Выходим на лед ключа, падающего в Малый Сигач, и, идя
по нему, устремляемся к обрыву-ледопаду метров пятнадцати высотой.
Справа — крутейшие утесы, слева — заснеженные горы. Свежий медвежий
след, тянувшийся параллельно нашему пути, уходит по карнизу правого берега
куда-то вверх. Нам с оленями там не пройти.
Осторожно приближаемся к краю обрыва. Внизу опять
виден медвежий след. Значит, мишка все-таки обошел ледопад и умудрился
спуститься вниз. Нужно искать выход и нам.
Отошли метров сто назад и, проваливаясь в глубокий
снег, стали карабкаться на левый берег, он более пологий. Опять натолкнулись на
очень крупный след топтыгина. Следы этих хищников тянутся к Сигачу. Собаки
куда-то исчезли, только один Григорий говорит, что слышит их слабый лай: «В
ключе они, за медведем пошли».
Начинает темнеть, и мы не имеем возможности
отвлекаться охотой. Нужно успеть дойти до места остановки, где есть корм для
оленей. Последний участок идем очень быстро и останавливаемся в километре от
реки Сигач. Наступила темнота: ведь уже половина одиннадцатого.
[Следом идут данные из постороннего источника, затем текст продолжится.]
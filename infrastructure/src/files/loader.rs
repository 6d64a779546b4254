//! Build [`FileHandle`]s from paths, the way a browser file picker would:
//! the declared MIME type is guessed from the extension, never sniffed.

use async_trait::async_trait;
use std::path::{Path, PathBuf};
use symptom_application::{FileLoadFailure, FileLoaderPort};
use symptom_domain::{FileHandle, MAX_FILE_SIZE};
use thiserror::Error;
use tracing::debug;

#[derive(Error, Debug)]
pub enum FileLoadError {
    #[error("Cannot read {path}: {source}")]
    Io {
        path: PathBuf,
        #[source]
        source: std::io::Error,
    },

    #[error("{0} is not a regular file")]
    NotAFile(PathBuf),
}

fn io_error(path: &Path) -> impl FnOnce(std::io::Error) -> FileLoadError + '_ {
    move |source| FileLoadError::Io {
        path: path.to_path_buf(),
        source,
    }
}

/// Load one file.
///
/// Files above the staging limit are not read; the handle carries only the
/// declared size so that staging can reject it.
pub async fn load_file_handle(path: impl AsRef<Path>) -> Result<FileHandle, FileLoadError> {
    let path = path.as_ref();
    let metadata = tokio::fs::metadata(path).await.map_err(io_error(path))?;
    if !metadata.is_file() {
        return Err(FileLoadError::NotAFile(path.to_path_buf()));
    }

    let name = path
        .file_name()
        .map(|n| n.to_string_lossy().into_owned())
        .unwrap_or_else(|| path.display().to_string());
    let mime_type = mime_guess::from_path(path)
        .first_or_octet_stream()
        .to_string();

    if metadata.len() > MAX_FILE_SIZE {
        debug!("Not reading {} ({} bytes, over limit)", name, metadata.len());
        return Ok(FileHandle::new(name, mime_type, Vec::<u8>::new()).with_size(metadata.len()));
    }

    let bytes = tokio::fs::read(path).await.map_err(io_error(path))?;
    Ok(FileHandle::new(name, mime_type, bytes))
}

/// Load a batch in order, failing on the first unreadable path
pub async fn load_file_handles<P: AsRef<Path>>(
    paths: &[P],
) -> Result<Vec<FileHandle>, FileLoadError> {
    let mut handles = Vec::with_capacity(paths.len());
    for path in paths {
        handles.push(load_file_handle(path).await?);
    }
    Ok(handles)
}

/// [`FileLoaderPort`] backed by the local filesystem
#[derive(Debug, Default, Clone, Copy)]
pub struct LocalFileLoader;

impl LocalFileLoader {
    pub fn new() -> Self {
        Self
    }
}

#[async_trait]
impl FileLoaderPort for LocalFileLoader {
    async fn load_files(&self, paths: &[String]) -> Result<Vec<FileHandle>, FileLoadFailure> {
        load_file_handles(paths)
            .await
            .map_err(|e| FileLoadFailure::new(e.to_string()))
    }
}

#[cfg(test)]
mod tests {
    use super::*;
    use symptom_domain::{StagedFile, StagingError};

    #[tokio::test]
    async fn test_mime_guessed_from_extension() {
        let dir = tempfile::tempdir().unwrap();
        let pdf = dir.path().join("CBC Panel.PDF");
        let png = dir.path().join("xray.png");
        let txt = dir.path().join("notes.txt");
        std::fs::write(&pdf, b"%PDF-1.4").unwrap();
        std::fs::write(&png, b"\x89PNG").unwrap();
        std::fs::write(&txt, b"hello").unwrap();

        let handles = load_file_handles(&[&pdf, &png, &txt]).await.unwrap();

        assert_eq!(handles[0].name, "CBC Panel.PDF");
        assert_eq!(handles[0].mime_type, "application/pdf");
        assert_eq!(handles[0].size, 8);
        assert_eq!(handles[1].mime_type, "image/png");
        assert_eq!(handles[2].mime_type, "text/plain");
    }

    #[tokio::test]
    async fn test_unsupported_type_rejected_by_staging() {
        let dir = tempfile::tempdir().unwrap();
        let txt = dir.path().join("notes.txt");
        std::fs::write(&txt, b"hello").unwrap();

        let handle = load_file_handle(&txt).await.unwrap();
        let err = StagedFile::validate(handle).unwrap_err();
        assert!(matches!(err, StagingError::UnsupportedType { .. }));
    }

    #[tokio::test]
    async fn test_oversized_file_not_read() {
        let dir = tempfile::tempdir().unwrap();
        let big = dir.path().join("scan.pdf");
        let file = std::fs::File::create(&big).unwrap();
        file.set_len(MAX_FILE_SIZE + 1).unwrap();

        let handle = load_file_handle(&big).await.unwrap();
        assert_eq!(handle.size, MAX_FILE_SIZE + 1);
        assert!(handle.bytes.is_empty());
        assert!(matches!(
            StagedFile::validate(handle),
            Err(StagingError::TooLarge { .. })
        ));
    }

    #[tokio::test]
    async fn test_missing_file() {
        let err = load_file_handle("/nonexistent/report.pdf").await.unwrap_err();
        assert!(matches!(err, FileLoadError::Io { .. }));
    }

    #[tokio::test]
    async fn test_directory_is_not_a_file() {
        let dir = tempfile::tempdir().unwrap();
        let err = load_file_handle(dir.path()).await.unwrap_err();
        assert!(matches!(err, FileLoadError::NotAFile(_)));
    }

    #[tokio::test]
    async fn test_local_loader_reports_path() {
        let err = LocalFileLoader::new()
            .load_files(&["/nonexistent/blood.pdf".to_string()])
            .await
            .unwrap_err();
        assert!(err.message.contains("/nonexistent/blood.pdf"));
    }
}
В этот день удалось пройти только двенадцать
километров. Уж очень сложен маршрут — горы и глубокий снег. Уморились
ужасно. Поскольку все чаще и чаще стали встречать медвежьи следы, сегодня утром
я решил идти вперед еще до выхода каравана. Разминуться нам никак нельзя, так
как идти будем по льду реки Сигач.
Взял рюкзак с бутербродами, фотоаппарат, ружье и
побрел. Пытался заманить с собой и собак, но несмотря на то, что на всем пути я
их усиленно подкармливал, они за мной не идут.
Слепит речной лед. Иду, соблюдая осторожность: во льду
начинают появляться трещины.
Шел так часов до пяти вечера. За это время встретил
лишь двух быков — маралов, неторопливо пробежавших метрах в сорока от
меня.
Часов в семь на мой костерок пожаловали Акол и Узнай,
а еще через четверть часа подошел и караван. Не задерживаясь, проводник уводит
оленей на противоположный берег: «Там стоянка есть». Мы уже привыкли, что
стоянкой Григорий называет пригодное для кормежки оленей место.
И действительно, мы увидели кострище, жерди шалаша, а
потом и великолепный участок предгорья, покрытый пушистым ягелем.
…Уже совсем стемнело, а мы все угощались добычей
Григория — крупными хариусами.
Утром я договорился с друзьями, что опять пойду вперед
и остановлюсь не позже пяти вечера на левобережной тропе.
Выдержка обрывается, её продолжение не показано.